:: What the exercise asks ::
The data below holds a line containing "pub struct AvailableColumn" and a line containing "#[derive(Debug, Serialize)]"; please quote exactly those two lines and every line between them, and nothing else.

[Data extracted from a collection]
===============
//! Descriptive statistics for the non-MMM dashboard

use crate::models::CellGrid;
use crate::services::file_reader::value_as_f64;
use bloom_common::{Error, Result};
use serde::Serialize;
use serde_json::Value;

#[derive(Debug, Clone, PartialEq, Serialize)]
#[serde(rename_all = "camelCase")]
pub struct ColumnSummary {
    pub column: String,
    /// Numeric values
    pub count: usize,
    /// Rows without a numeric value
    pub missing: usize,
    pub mean: f64,
    pub min: f64,
    pub max: f64,
    /// Sample standard deviation; 0 for a single value
    pub std_dev: f64,
}

#[derive(Debug, Clone, Copy, PartialEq, Serialize)]
pub struct Point {
    pub x: f64,
    pub y: f64,
}

#[derive(Debug, Clone, PartialEq, Serialize)]
#[serde(rename_all = "camelCase")]
pub struct Trendline {
    pub x_column: String,
    pub y_column: String,
    pub slope: f64,
    pub intercept: f64,
    pub r_squared: f64,
    pub points: usize,
    /// Line evaluated at the smallest x
    pub start: Point,
    /// Line evaluated at the largest x
    pub end: Point,
}

/// A column counts as numeric when at least half of its non-empty cells parse
fn numeric_values<'a>(values: impl Iterator<Item = &'a Value>) -> Option<(Vec<f64>, usize)> {
    let mut numbers = Vec::new();
    let mut non_null = 0;
    let mut total = 0;
    for value in values {
        total += 1;
        if value.is_null() || value.as_str().map_or(false, |s| s.trim().is_empty()) {
            continue;
        }
        non_null += 1;
        if let Some(n) = value_as_f64(value) {
            numbers.push(n);
        }
    }
    if numbers.is_empty() || numbers.len() * 2 < non_null {
        return None;
    }
    let missing = total - numbers.len();
    Some((numbers, missing))
}

fn summarize(column: &str, numbers: &[f64], missing: usize) -> ColumnSummary {
    let count = numbers.len();
    let mean = numbers.iter().sum::<f64>() / count as f64;
    let min = numbers.iter().copied().fold(f64::INFINITY, f64::min);
    let max = numbers.iter().copied().fold(f64::NEG_INFINITY, f64::max);
    let std_dev = if count > 1 {
        let variance = numbers.iter().map(|n| (n - mean).powi(2)).sum::<f64>() / (count - 1) as f64;
        variance.sqrt()
    } else {
        0.0
    };

    ColumnSummary {
        column: column.to_string(),
        count,
        missing,
        mean,
        min,
        max,
        std_dev,
    }
}

/// Summaries for every numeric column, in column order
pub fn column_summaries(grid: &CellGrid) -> Vec<ColumnSummary> {
    grid.headers
        .iter()
        .enumerate()
        .filter_map(|(idx, header)| {
            let (numbers, missing) = numeric_values(grid.column_values(idx))?;
            Some(summarize(header, &numbers, missing))
        })
        .collect()
}

/// Ordinary least squares fit of `y` on `x` over rows where both are numeric
pub fn trendline(grid: &CellGrid, x_column: &str, y_column: &str) -> Result<Trendline> {
    let column = |name: &str| {
        grid.column_index(name)
            .ok_or_else(|| Error::InvalidInput(format!("Column not found: {}", name)))
    };
    let x_idx = column(x_column)?;
    let y_idx = column(y_column)?;

    let points: Vec<Point> = grid
        .rows
        .iter()
        .filter_map(|row| {
            let x = row.get(x_idx).and_then(value_as_f64)?;
            let y = row.get(y_idx).and_then(value_as_f64)?;
            Some(Point { x, y })
        })
        .collect();

    if points.len() < 2 {
        return Err(Error::InvalidInput(format!(
            "Need at least 2 numeric points for a trendline, found {}",
            points.len()
        )));
    }

    let n = points.len() as f64;
    let mean_x = points.iter().map(|p| p.x).sum::<f64>() / n;
    let mean_y = points.iter().map(|p| p.y).sum::<f64>() / n;
    let sxx: f64 = points.iter().map(|p| (p.x - mean_x).powi(2)).sum();
    let sxy: f64 = points.iter().map(|p| (p.x - mean_x) * (p.y - mean_y)).sum();
    let syy: f64 = points.iter().map(|p| (p.y - mean_y).powi(2)).sum();

    if sxx == 0.0 {
        return Err(Error::InvalidInput(format!(
            "Column {} has no variance; cannot fit a trendline",
            x_column
        )));
    }

    let slope = sxy / sxx;
    let intercept = mean_y - slope * mean_x;
    // A flat y is fitted exactly by a flat line
    let r_squared = if syy == 0.0 { 1.0 } else { (sxy * sxy) / (sxx * syy) };

    let min_x = points.iter().map(|p| p.x).fold(f64::INFINITY, f64::min);
    let max_x = points.iter().map(|p| p.x).fold(f64::NEG_INFINITY, f64::max);

    Ok(Trendline {
        x_column: x_column.to_string(),
        y_column: y_column.to_string(),
        slope,
        intercept,
        r_squared,
        points: points.len(),
        start: Point { x: min_x, y: slope * min_x + intercept },
        end: Point { x: max_x, y: slope * max_x + intercept },
    })
}
//! Filter selection types

use chrono::{DateTime, Utc};
use serde::{Deserialize, Serialize};

#[derive(Debug, Clone, Copy, PartialEq, Eq, PartialOrd, Ord, Serialize, Deserialize)]
#[serde(rename_all = "lowercase")]
pub enum SuggestionPriority {
    High,
    Medium,
    Low,
}

#[derive(Debug, Clone, PartialEq, Serialize)]
#[serde(rename_all = "camelCase")]
pub struct FilterSuggestion {
    pub column: String,
    pub priority: SuggestionPriority,
    /// Pattern that matched, lowercase
    pub matched_pattern: String,
    pub reason: String,
}

#[derive(Debug, Clone, Default, PartialEq, Serialize)]
#[serde(rename_all = "camelCase")]
pub struct ValidationResult {
    pub is_valid: bool,
    pub errors: Vec<String>,
    pub warnings: Vec<String>,
}

/// Persisted filter selection for one file
#[derive(Debug, Clone, PartialEq, Serialize, Deserialize)]
#[serde(rename_all = "camelCase")]
pub struct FilterState {
    pub file_name: String,
    pub selected_filters: Vec<String>,
    /// Sheet the selection was validated against; `None` means the first sheet
    #[serde(default, skip_serializing_if = "Option::is_none")]
    pub sheet: Option<String>,
    pub saved_at: DateTime<Utc>,
    #[serde(default = "super::schema_version")]
    pub schema_version: String,
}

#[derive(Debug, Clone, PartialEq, Serialize)]
#[serde(rename_all = "camelCase")]
pub struct AvailableColumn {
    pub column: String,
    pub unique_values: usize,
    pub sample_values: Vec<String>,
}
//! Embeds GIT_HASH, BUILD_TIMESTAMP and BUILD_PROFILE for /api/buildinfo

use std::process::Command;

fn git(args: &[&str]) -> Option<String> {
    let output = Command::new("git").args(args).output().ok()?;
    if !output.status.success() {
        return None;
    }
    let text = String::from_utf8(output.stdout).ok()?;
    let text = text.trim();
    (!text.is_empty()).then(|| text.to_string())
}

fn main() {
    let git_hash = git(&["describe", "--always", "--dirty", "--abbrev=8"])
        .unwrap_or_else(|| "unknown".into());
    let built = chrono::Utc::now().format("%Y-%m-%dT%H:%M:%SZ").to_string();
    let profile = std::env::var("PROFILE").unwrap_or_else(|_| "unknown".into());

    for (key, value) in [
        ("GIT_HASH", git_hash),
        ("BUILD_TIMESTAMP", built),
        ("BUILD_PROFILE", profile),
    ] {
        println!("cargo:rustc-env={}={}", key, value);
    }
}
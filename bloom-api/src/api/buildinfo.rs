//! GET /api/buildinfo

use axum::{extract::State, Json};
use bloom_common::api::ApiResponse;
use serde::Serialize;

use crate::AppState;

#[derive(Debug, Serialize)]
#[serde(rename_all = "camelCase")]
pub struct BuildInfo {
    pub service: &'static str,
    pub version: &'static str,
    pub git_hash: &'static str,
    pub build_timestamp: &'static str,
    pub build_profile: &'static str,
    /// Disk-backed routes are disabled
    pub serverless: bool,
    pub python_backend: String,
}

pub async fn get_build_info(State(state): State<AppState>) -> Json<ApiResponse<BuildInfo>> {
    Json(ApiResponse::ok(BuildInfo {
        service: env!("CARGO_PKG_NAME"),
        version: env!("CARGO_PKG_VERSION"),
        git_hash: env!("GIT_HASH"),
        build_timestamp: env!("BUILD_TIMESTAMP"),
        build_profile: env!("BUILD_PROFILE"),
        serverless: state.config.serverless,
        python_backend: state.python.base_url().to_string(),
    }))
}
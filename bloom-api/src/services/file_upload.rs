//! Upload validation and storage
//!
//! Uploads land in `<root>/uploads/` under a timestamped name. A file is only
//! kept if it parses: the response carries its columns and sheet list so the
//! wizard can move straight on to sheet selection.

use crate::models::UploadedFile;
use crate::services::file_reader::{self, FileKind, LocatedFile};
use bloom_common::config::ServerConfig;
use bloom_common::naming::{split_extension, timestamped_filename};
use bloom_common::{Error, Result};
use chrono::Utc;
use std::path::{Path, PathBuf};
use tokio::fs::OpenOptions;
use tokio::io::AsyncWriteExt;
use tracing::{info, warn};

/// Extensions accepted for upload (lowercase, without the dot)
pub const ALLOWED_EXTENSIONS: &[&str] = &["xlsx", "csv"];

/// Check the name and size of an incoming file; returns the lowercase extension
pub fn validate_upload(original_name: &str, size: u64, max_bytes: u64) -> Result<String> {
    let name = original_name.trim();
    if name.is_empty() {
        return Err(Error::InvalidInput("No file name provided".to_string()));
    }

    let ext = split_extension(name)
        .1
        .filter(|ext| ALLOWED_EXTENSIONS.contains(&ext.as_str()))
        .ok_or_else(|| {
            Error::InvalidInput(format!(
                "Invalid file type: {}. Allowed types: .xlsx, .csv",
                name
            ))
        })?;

    if size == 0 {
        return Err(Error::InvalidInput("Uploaded file is empty".to_string()));
    }
    if size > max_bytes {
        return Err(Error::InvalidInput(format!(
            "File too large: {} bytes (limit {} bytes)",
            size, max_bytes
        )));
    }

    Ok(ext)
}

/// Upper bound on `-N` suffixes tried for one stored name
const MAX_NAME_ATTEMPTS: u32 = 1000;

/// Write `bytes` under `base_name`, or `<stem>-2.<ext>`, `<stem>-3.<ext>`, ... when taken.
///
/// The file is opened with `create_new`, so two uploads racing for one name
/// can never write to the same file.
pub(crate) async fn write_new_file(
    dir: &Path,
    base_name: &str,
    bytes: &[u8],
) -> Result<(String, PathBuf)> {
    let (stem, ext) = split_extension(base_name);
    for attempt in 1..=MAX_NAME_ATTEMPTS {
        let name = match (attempt, &ext) {
            (1, _) => base_name.to_string(),
            (_, Some(ext)) => format!("{}-{}.{}", stem, attempt, ext),
            (_, None) => format!("{}-{}", stem, attempt),
        };
        let path = dir.join(&name);
        let mut file = match OpenOptions::new().write(true).create_new(true).open(&path).await {
            Ok(file) => file,
            Err(e) if e.kind() == std::io::ErrorKind::AlreadyExists => continue,
            Err(e) => return Err(e.into()),
        };
        if let Err(e) = async {
            file.write_all(bytes).await?;
            file.flush().await
        }
        .await
        {
            drop(file);
            if let Err(remove_err) = tokio::fs::remove_file(&path).await {
                warn!(file = %name, error = %remove_err, "Failed to remove partial upload");
            }
            return Err(e.into());
        }
        return Ok((name, path));
    }
    Err(Error::Internal(format!(
        "No free stored name for {} after {} attempts",
        base_name, MAX_NAME_ATTEMPTS
    )))
}

/// Validate, persist and parse an upload
pub async fn store_upload(
    config: &ServerConfig,
    original_name: &str,
    bytes: &[u8],
) -> Result<UploadedFile> {
    // Browsers may send a full client-side path
    let original_name = original_name
        .rsplit(|c: char| c == '/' || c == '\\')
        .next()
        .unwrap_or(original_name)
        .trim()
        .to_string();
    let extension = validate_upload(&original_name, bytes.len() as u64, config.max_upload_bytes)?;

    let uploads_dir = config.uploads_dir();
    tokio::fs::create_dir_all(&uploads_dir).await?;

    let uploaded_at = Utc::now();
    let base_name = timestamped_filename(&original_name, uploaded_at);
    let (stored_name, path) = write_new_file(&uploads_dir, &base_name, bytes).await?;

    let located = LocatedFile {
        name: stored_name.clone(),
        path: path.clone(),
        kind: FileKind::from_name(&stored_name)?,
        location: "uploads",
    };
    let parsed = tokio::task::spawn_blocking(move || file_reader::read_all_sheets(&located))
        .await
        .map_err(|e| Error::Internal(format!("Upload parse task failed: {}", e)))?;

    let sheets = match parsed {
        Ok(sheets) => sheets,
        Err(e) => {
            if let Err(remove_err) = tokio::fs::remove_file(&path).await {
                warn!(file = %stored_name, error = %remove_err, "Failed to remove unreadable upload");
            }
            return Err(e);
        }
    };

    let columns = sheets
        .first()
        .map(|(_, grid)| grid.headers.clone())
        .unwrap_or_default();
    let sheets: Vec<_> = sheets
        .iter()
        .map(|(name, grid)| file_reader::sheet_info(name, grid))
        .collect();

    info!(
        original = %original_name,
        stored = %stored_name,
        size = bytes.len(),
        sheets = sheets.len(),
        "Stored upload"
    );

    Ok(UploadedFile {
        original_name,
        stored_name,
        size: bytes.len() as u64,
        extension,
        uploaded_at,
        columns,
        sheets,
    })
}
===============
:: Answer for the task ::
pub struct AvailableColumn {
    pub column: String,
    pub unique_values: usize,
    pub sample_values: Vec<String>,
}
//! Embeds GIT_HASH, BUILD_TIMESTAMP and BUILD_PROFILE for /api/buildinfo

use std::process::Command;

fn git(args: &[&str]) -> Option<String> {
    let output = Command::new("git").args(args).output().ok()?;
    if !output.status.success() {
        return None;
    }
    let text = String::from_utf8(output.stdout).ok()?;
    let text = text.trim();
    (!text.is_empty()).then(|| text.to_string())
}

fn main() {
    let git_hash = git(&["describe", "--always", "--dirty", "--abbrev=8"])
        .unwrap_or_else(|| "unknown".into());
    let built = chrono::Utc::now().format("%Y-%m-%dT%H:%M:%SZ").to_string();
    let profile = std::env::var("PROFILE").unwrap_or_else(|_| "unknown".into());

    for (key, value) in [
        ("GIT_HASH", git_hash),
        ("BUILD_TIMESTAMP", built),
        ("BUILD_PROFILE", profile),
    ] {
        println!("cargo:rustc-env={}={}", key, value);
    }
}
filename bloom-api/src/api/buildinfo.rs
//! GET /api/buildinfo

use axum::{extract::State, Json};
use bloom_common::api::ApiResponse;
use serde::Serialize;

use crate::AppState;

#[derive(Debug, Serialize)]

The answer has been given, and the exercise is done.